Activity: Whenever the word "already" turns up in a line of the data below, copy that line.

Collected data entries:
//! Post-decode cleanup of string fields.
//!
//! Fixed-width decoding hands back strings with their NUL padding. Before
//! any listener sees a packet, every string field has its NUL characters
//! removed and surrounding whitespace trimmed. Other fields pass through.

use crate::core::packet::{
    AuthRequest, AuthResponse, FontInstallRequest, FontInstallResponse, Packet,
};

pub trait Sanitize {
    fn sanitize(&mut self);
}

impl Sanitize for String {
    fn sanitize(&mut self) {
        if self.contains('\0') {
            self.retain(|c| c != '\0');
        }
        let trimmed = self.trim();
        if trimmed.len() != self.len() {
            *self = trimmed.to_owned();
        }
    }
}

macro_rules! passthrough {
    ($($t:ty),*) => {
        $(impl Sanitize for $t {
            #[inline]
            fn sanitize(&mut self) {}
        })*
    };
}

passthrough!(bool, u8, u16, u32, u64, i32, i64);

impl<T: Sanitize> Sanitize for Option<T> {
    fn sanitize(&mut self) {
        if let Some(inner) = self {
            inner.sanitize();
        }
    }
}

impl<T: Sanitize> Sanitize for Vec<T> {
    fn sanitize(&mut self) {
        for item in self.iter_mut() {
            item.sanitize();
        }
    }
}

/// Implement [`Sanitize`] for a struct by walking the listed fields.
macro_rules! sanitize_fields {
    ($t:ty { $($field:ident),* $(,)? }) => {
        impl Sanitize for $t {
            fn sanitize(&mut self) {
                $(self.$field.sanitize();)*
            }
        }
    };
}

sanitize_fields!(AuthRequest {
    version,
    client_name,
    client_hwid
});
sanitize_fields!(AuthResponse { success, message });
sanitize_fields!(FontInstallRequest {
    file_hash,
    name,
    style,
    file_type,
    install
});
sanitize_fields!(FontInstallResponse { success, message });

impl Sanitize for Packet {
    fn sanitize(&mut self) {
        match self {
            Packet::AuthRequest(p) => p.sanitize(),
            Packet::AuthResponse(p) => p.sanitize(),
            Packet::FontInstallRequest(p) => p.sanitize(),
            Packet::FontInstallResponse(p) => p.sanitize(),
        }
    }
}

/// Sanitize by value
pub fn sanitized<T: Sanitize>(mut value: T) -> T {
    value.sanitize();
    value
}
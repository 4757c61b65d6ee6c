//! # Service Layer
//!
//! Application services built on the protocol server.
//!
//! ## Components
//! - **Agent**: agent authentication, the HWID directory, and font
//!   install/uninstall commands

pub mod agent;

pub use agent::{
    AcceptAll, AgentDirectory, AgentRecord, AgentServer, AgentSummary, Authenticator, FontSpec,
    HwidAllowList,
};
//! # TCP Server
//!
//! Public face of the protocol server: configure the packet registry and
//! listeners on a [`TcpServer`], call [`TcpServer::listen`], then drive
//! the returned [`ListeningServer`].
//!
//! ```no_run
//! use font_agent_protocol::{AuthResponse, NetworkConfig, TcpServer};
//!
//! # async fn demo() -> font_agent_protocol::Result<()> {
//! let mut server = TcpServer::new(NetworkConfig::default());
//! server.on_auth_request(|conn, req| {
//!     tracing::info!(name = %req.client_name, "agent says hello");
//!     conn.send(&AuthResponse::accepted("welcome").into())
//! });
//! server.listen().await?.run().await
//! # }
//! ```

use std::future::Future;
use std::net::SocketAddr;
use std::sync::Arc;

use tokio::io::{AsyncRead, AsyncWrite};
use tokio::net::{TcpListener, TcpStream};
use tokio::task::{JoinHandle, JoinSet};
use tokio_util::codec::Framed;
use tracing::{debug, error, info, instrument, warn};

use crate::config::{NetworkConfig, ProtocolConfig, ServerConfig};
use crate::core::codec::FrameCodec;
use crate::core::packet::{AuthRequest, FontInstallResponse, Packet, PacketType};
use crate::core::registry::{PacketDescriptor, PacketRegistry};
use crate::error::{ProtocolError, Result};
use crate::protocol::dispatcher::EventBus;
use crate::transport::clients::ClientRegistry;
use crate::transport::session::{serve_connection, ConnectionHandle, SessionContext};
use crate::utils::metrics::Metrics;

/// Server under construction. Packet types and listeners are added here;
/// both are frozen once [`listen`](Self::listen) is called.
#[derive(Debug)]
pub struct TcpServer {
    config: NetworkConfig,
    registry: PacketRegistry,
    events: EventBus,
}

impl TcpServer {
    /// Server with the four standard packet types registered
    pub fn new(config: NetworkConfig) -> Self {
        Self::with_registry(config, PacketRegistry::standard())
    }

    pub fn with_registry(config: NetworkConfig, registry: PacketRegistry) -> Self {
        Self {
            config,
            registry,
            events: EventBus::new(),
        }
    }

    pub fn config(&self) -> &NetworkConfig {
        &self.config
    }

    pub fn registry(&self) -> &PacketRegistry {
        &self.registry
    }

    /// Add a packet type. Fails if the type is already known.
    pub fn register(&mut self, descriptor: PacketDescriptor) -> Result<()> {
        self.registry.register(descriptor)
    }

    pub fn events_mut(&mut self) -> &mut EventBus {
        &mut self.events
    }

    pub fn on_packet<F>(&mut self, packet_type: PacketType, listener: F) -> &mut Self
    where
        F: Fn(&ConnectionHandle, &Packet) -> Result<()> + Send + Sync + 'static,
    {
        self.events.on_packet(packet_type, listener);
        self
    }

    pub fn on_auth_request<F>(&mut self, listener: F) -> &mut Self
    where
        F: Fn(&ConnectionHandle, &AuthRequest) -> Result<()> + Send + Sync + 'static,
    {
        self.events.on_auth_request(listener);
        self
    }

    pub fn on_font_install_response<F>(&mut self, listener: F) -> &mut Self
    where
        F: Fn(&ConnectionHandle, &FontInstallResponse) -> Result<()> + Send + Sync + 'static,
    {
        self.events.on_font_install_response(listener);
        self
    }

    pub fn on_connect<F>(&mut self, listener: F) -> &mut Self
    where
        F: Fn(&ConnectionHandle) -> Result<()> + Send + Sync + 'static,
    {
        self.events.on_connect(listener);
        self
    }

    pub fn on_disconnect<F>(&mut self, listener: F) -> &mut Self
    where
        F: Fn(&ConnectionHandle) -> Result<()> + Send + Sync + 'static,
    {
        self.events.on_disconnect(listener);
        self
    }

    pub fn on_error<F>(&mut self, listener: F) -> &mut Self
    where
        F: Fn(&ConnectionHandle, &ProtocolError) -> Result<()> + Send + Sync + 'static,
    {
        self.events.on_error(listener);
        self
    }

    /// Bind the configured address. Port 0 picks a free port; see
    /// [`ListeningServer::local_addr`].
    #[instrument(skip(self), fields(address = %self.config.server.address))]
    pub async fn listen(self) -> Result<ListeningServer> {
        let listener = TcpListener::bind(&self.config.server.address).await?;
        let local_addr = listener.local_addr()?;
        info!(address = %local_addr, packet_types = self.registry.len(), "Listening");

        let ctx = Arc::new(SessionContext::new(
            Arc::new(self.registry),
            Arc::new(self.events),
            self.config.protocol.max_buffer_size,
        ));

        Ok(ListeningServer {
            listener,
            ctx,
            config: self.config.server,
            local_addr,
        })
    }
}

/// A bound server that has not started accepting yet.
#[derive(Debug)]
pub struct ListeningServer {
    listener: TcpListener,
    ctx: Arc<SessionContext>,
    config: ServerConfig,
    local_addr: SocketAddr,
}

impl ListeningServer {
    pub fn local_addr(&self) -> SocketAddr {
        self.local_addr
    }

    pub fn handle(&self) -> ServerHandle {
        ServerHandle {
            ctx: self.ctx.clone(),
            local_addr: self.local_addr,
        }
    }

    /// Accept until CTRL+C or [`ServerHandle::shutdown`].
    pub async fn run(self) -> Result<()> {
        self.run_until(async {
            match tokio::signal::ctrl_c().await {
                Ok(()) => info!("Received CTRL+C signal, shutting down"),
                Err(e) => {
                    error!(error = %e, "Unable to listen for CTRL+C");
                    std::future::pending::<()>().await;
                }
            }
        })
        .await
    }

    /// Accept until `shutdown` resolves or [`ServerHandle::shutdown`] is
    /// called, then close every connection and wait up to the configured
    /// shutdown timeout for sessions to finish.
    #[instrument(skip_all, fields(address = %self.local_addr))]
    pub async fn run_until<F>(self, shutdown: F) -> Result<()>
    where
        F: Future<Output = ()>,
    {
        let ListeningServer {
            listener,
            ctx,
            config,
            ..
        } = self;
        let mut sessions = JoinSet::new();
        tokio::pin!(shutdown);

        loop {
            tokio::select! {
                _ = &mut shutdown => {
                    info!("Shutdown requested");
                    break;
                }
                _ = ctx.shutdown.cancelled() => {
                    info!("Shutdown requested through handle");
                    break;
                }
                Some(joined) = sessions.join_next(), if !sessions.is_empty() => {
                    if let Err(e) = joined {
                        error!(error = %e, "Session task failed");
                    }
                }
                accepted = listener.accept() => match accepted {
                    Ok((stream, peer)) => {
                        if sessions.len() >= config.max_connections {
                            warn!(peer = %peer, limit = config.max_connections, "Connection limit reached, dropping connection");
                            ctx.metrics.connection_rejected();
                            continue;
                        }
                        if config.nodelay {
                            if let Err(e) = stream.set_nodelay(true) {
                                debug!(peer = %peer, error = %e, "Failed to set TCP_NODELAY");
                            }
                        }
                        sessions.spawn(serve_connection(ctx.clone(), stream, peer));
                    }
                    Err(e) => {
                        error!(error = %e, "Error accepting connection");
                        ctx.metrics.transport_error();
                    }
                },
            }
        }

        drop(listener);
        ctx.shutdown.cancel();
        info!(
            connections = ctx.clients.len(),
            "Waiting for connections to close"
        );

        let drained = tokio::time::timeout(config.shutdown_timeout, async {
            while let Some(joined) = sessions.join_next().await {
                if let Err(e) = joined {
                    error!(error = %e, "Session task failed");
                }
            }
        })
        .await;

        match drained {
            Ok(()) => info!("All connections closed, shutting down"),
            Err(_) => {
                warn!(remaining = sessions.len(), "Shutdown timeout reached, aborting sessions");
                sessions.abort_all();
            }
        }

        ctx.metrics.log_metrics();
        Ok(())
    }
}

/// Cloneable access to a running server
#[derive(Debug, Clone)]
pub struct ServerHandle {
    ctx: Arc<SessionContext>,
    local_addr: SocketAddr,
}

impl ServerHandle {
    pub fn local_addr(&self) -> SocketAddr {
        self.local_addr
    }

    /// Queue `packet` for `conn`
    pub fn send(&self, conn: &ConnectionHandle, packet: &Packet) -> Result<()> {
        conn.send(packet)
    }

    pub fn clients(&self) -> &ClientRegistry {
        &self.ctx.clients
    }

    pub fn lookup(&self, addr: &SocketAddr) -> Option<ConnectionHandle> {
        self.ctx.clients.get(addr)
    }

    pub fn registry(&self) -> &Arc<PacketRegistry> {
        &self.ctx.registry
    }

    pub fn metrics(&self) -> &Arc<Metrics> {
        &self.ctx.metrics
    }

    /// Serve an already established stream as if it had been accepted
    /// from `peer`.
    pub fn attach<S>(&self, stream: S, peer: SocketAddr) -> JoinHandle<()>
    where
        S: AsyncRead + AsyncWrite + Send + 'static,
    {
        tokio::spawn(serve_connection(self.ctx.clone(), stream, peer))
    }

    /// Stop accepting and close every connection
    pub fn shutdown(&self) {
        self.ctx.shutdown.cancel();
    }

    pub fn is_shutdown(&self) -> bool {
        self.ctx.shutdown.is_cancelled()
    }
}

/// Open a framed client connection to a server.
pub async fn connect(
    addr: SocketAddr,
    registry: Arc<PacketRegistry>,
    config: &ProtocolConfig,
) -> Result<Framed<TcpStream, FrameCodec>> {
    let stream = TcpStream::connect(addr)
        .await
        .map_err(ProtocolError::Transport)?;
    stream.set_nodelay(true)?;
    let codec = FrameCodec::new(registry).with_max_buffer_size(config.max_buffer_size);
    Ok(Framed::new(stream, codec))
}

Your response:
    /// Add a packet type. Fails if the type is already known.
    /// Serve an already established stream as if it had been accepted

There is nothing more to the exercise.